Book Bits: 14 February 2026

Finding Value in Numbers: The Essential Investing Toolkit to Win on Wall Street
Ehsan Ehsani
Summary via publisher (Columbia U. Press)
To be successful as an investor, one needs a framework. And no investing framework works without numbers. Although quantitative methods can be intimidating, they provide a major boost to the quality of analysis. Written for readers without a technical background, Finding Value in Numbers is an engaging and practical guide to how thoughtful investors can use numbers—not just for the sake of crunching data but for making better decisions. Using a value investing perspective, Ehsan Ehsani shows how to deploy quantitative tools to identify and analyze investment prospects, demystifying the math that points to overlooked opportunities in the stock market, other securities, and beyond.

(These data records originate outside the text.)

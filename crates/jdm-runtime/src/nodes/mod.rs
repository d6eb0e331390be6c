//! Evaluation of node kinds that run expressions
//!
//! Input, output and decision-reference nodes need graph or loader context
//! and are handled by the graph evaluator.

mod decision_table;
mod expression;
mod switch;

pub use decision_table::{evaluate_decision_table, TableOutcome};
pub use expression::{evaluate_expression_node, ExpressionOutcome};
pub use switch::evaluate_switch;
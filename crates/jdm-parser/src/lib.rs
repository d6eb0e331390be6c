//! JDM Parser - text to graph/AST parser for the JDM decision engine
//!
//! This crate turns decision documents (JSON or YAML) into validated
//! [`jdm_core::Document`]s, and expression source into
//! [`jdm_core::ast::Expression`] trees.

pub mod document_parser;
pub mod error;
pub mod expression_parser;
mod lexer;
mod raw;
pub mod unary_test;

// Re-export main parser types
pub use document_parser::DocumentParser;
pub use error::{ParseError, Result};
pub use expression_parser::ExpressionParser;
pub use unary_test::UnaryTestParser;
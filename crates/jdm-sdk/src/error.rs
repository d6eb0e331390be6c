//! SDK error types

use jdm_core::ExpressionError;
use jdm_parser::ParseError;
use jdm_runtime::Trace;
use thiserror::Error;

/// Engine error type
///
/// Parse-time failures (`MalformedDocument`, `InvalidGraph`) abort decision
/// creation. Every other variant is raised while evaluating and aborts the
/// whole call.
#[derive(Error, Debug)]
pub enum EngineError {
    /// Document text is not well-formed structured data
    #[error("Malformed document: {0}")]
    MalformedDocument(String),

    /// Document is well-formed but violates a graph invariant
    #[error("Invalid graph: {0}")]
    InvalidGraph(String),

    /// Expression syntax or runtime failure inside a node
    #[error("Expression error in node '{node_id}': {error}")]
    Expression {
        node_id: String,
        error: ExpressionError,
    },

    /// The loader failed for a referenced key
    #[error("Failed to load decision '{key}': {cause}")]
    Loader { key: String, cause: anyhow::Error },

    /// A decision reference was met but the engine has no loader
    #[error("No loader configured to resolve decision references")]
    NoLoaderConfigured { node_id: Option<String> },

    /// A reference chain revisits a key that is still being evaluated
    #[error("Cyclic decision reference: {}", cycle.join(" -> "))]
    CyclicReference { cycle: Vec<String> },

    /// Decision references nest deeper than `max_depth`
    #[error("Decision nesting exceeds max depth {depth} while resolving '{key}'")]
    DepthLimitExceeded { depth: usize, key: String },

    /// The caller's cancellation token fired
    #[error("Evaluation cancelled")]
    Cancelled,

    /// Configuration error
    #[error("Configuration error: {0}")]
    Config(String),

    /// An evaluation error together with the trace recorded up to the
    /// failing node
    #[error("{source}")]
    Traced {
        source: Box<EngineError>,
        trace: Trace,
    },
}

impl EngineError {
    /// The underlying error, with any trace wrapper removed
    pub fn root_cause(&self) -> &EngineError {
        match self {
            EngineError::Traced { source, .. } => source.root_cause(),
            other => other,
        }
    }

    /// Id of the node that failed, where known
    pub fn node_id(&self) -> Option<&str> {
        match self {
            EngineError::Expression { node_id, .. } => Some(node_id),
            EngineError::NoLoaderConfigured { node_id } => node_id.as_deref(),
            EngineError::Traced { source, .. } => source.node_id(),
            _ => None,
        }
    }

    /// Trace recorded before the failure, when tracing was requested
    pub fn trace(&self) -> Option<&Trace> {
        match self {
            EngineError::Traced { trace, .. } => Some(trace),
            _ => None,
        }
    }

    /// Split off the trace wrapper
    pub(crate) fn into_parts(self) -> (EngineError, Option<Trace>) {
        match self {
            EngineError::Traced { source, trace } => (*source, Some(trace)),
            other => (other, None),
        }
    }
}

impl From<ParseError> for EngineError {
    fn from(err: ParseError) -> Self {
        match err {
            ParseError::MalformedDocument(message) => EngineError::MalformedDocument(message),
            ParseError::InvalidGraph(message) => EngineError::InvalidGraph(message),
        }
    }
}

/// Result type for SDK operations
pub type Result<T> = std::result::Result<T, EngineError>;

AI Economics: How Technology Transforms Jobs, Markets, Life, & Our Future
Benjamin Shiller
Review via Fortune
The weirdest thing of all in economics, says Brandeis University Economics Professor Benjamin Shiller, is that weirdness is closely tied to fate in the age of artificial intelligence (AI). The weirder you are, he tells Fortune, the better off you’ll be.
In his new book “AI Economics: How Technology Transforms Jobs, Markets, Life, and Our Future,” Shiller, argues that the more bizarre your job, the less likely that AI will take it. A specialist in the economics of technological change—and the son of a famous economist in his own right, Yale’s Robert Shiller, the co-creator of a national home price index still in use today, Shiller tells Fortune that the future of employment is weird.

How Africa Works
Joe Studwell
Review via The Economist
Africa is adding 300m people per decade: by 2050 it will be home to 2.5bn, a quarter of humanity. As the rest of the world ages, the continent’s youthfulness stands out. It will play a bigger role in the global labour market and as a source of consumers, culture and ideas. Thought-provoking new books about Africa are therefore sorely needed. In “How Africa Works” Joe Studwell, a visiting fellow at the Overseas Development Institute, a think-tank, has written one of the most interesting analyses of the past few years. It will prove valuable reading for anyone curious to understand “the last great frontier of global development”.

Swiftynomics: How Women Mastermind and Redefine Our Economy
Misty L. Heggeness
Review via The New Republic
Dr. Misty Heggeness, a professor at the University of Kansas and former Census Bureau economist, released an analysis last year showing that mothers with young children were leaving the workforce after pandemic-era gains. It was a wake-up call that women with young children had benefited from the remote work–friendly policies and that some of the changes made by the Trump administration, like sweeping federal layoffs, had hit women hardest.
Heggeness had used long-available data from the Current Population Survey for her analysis, but took a unique perspective to understand what was happening to women in particular. Now she’s published a book that does the same. In Swiftynomics: How Women Mastermind and Redefine Our Economy, she replaces the economics discipline’s idea of a rational “Economic Man” with a rational “Economic Woman” to show how our economy is impacted by the care that women provide, the choices they make for their families, and their perseverance despite sexism and discrimination. And yes, her muse on this journey is Taylor Swift.